Summary: Spectacled Bear (Tremarctos ornatus), also known as Andean Bear, is a short-nosed bear native to the tropical Andes subregion of South America.


Spectacled Bear, Parque Nacional de Cutervo en Cajamarca, Peru: Luis Padilla, CC BY SA 3.0, via Wikimedia Commons

Tremarctos ornatus is a New World bear native to South America. The only living representative of the bear subfamily of Tremarctinae is endemic (Ancient Greek: ἐν, en, “in” + δῆμος, dêmos, “people”), or unique, to the Tropical Andes.
The biodiversity-rich subregion of the Tropical Andes encompasses 2,100 miles (3,300 kilometers) of the continual Andes mountain range extending from north to south for about 4,300 miles (7,000 kilometers) along South America’s west coast.
Tremarctos ornatus claims main homelands from Venezuela southwestward through Colombia, Ecuador, Peru and Bolivia. Historical reports also indicate the omnivore’s presence in eastern Panama and in northwestern Argentina.
Tremarctos ornatus is known commonly in English as Andean Bear, Andean Short-Faced Bear or Spectacled Bear.
Paddington, the lovable, ursine (Latin: ursus, “bear”) character featured since 1958 in a series of children’s stories by English author Thomas Michael Bond (born Jan. 13, 1926), is an anthropomorphized (Ancient Greek ἄνθρωπος, ánthrōpos, “man, human being” +‎ μορφή, morphḗ, “form, shape”), or humanized, Spectacled Bear from darkest, deepest Peru.
The mid-size bear with a short snout, round ears and short neck typically has blackish fur that sometimes evinces brown or red hues.
The common name of Spectacled Bear derives from the pattern of tan or white facial markings that partially or fully ring their eyes and that often extends over cheeks, muzzle and throat, and down to the chest. Spectacle markings are unique to each individual bear but sometimes are absent altogether.

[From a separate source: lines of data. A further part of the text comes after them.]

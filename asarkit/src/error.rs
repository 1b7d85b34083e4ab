use std::io;
use std::num;

use thiserror::Error;

pub type Result<T> = std::result::Result<T, AsarError>;

#[derive(Error, Debug)]
pub enum AsarError {
    #[error("io error: {0}")]
    IoError(#[from] io::Error),
    #[error("json error: {0}")]
    JsonError(#[from] serde_json::Error),
    #[error("bincode error: {0}")]
    BincodeError(#[from] bincode::Error),
    #[error("int conversion error: {0}")]
    TryFromIntError(#[from] num::TryFromIntError),
    #[error("invalid archive format: {0}")]
    FormatError(String),
    #[error("failed to find file entry '{0}'")]
    EntryNotFound(String),
    #[error("no content provided for packed entry '{0}'")]
    MissingEntry(String),
    #[error("integrity mismatch for entry '{0}'")]
    IntegrityMismatch(String),
}

impl AsarError {
    pub fn format_error(msg: impl Into<String>) -> Self {
        Self::FormatError(msg.into())
    }
}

Spectacled Bears adapt to the wide range of coastal and inland habitats found throughout their Andean homelands. Their preference may be for cloud forests, but they also thrive in high altitude grasslands as well as in desert scrub.
Although classified as a carnivorous mammal, Spectacled Bears devote most of their omnivorous (Latin: omnis, “all” + vorare, “to devour”) diet to non-meat sources such as flowers, fruits, honey, moss, tree wood and vegetables.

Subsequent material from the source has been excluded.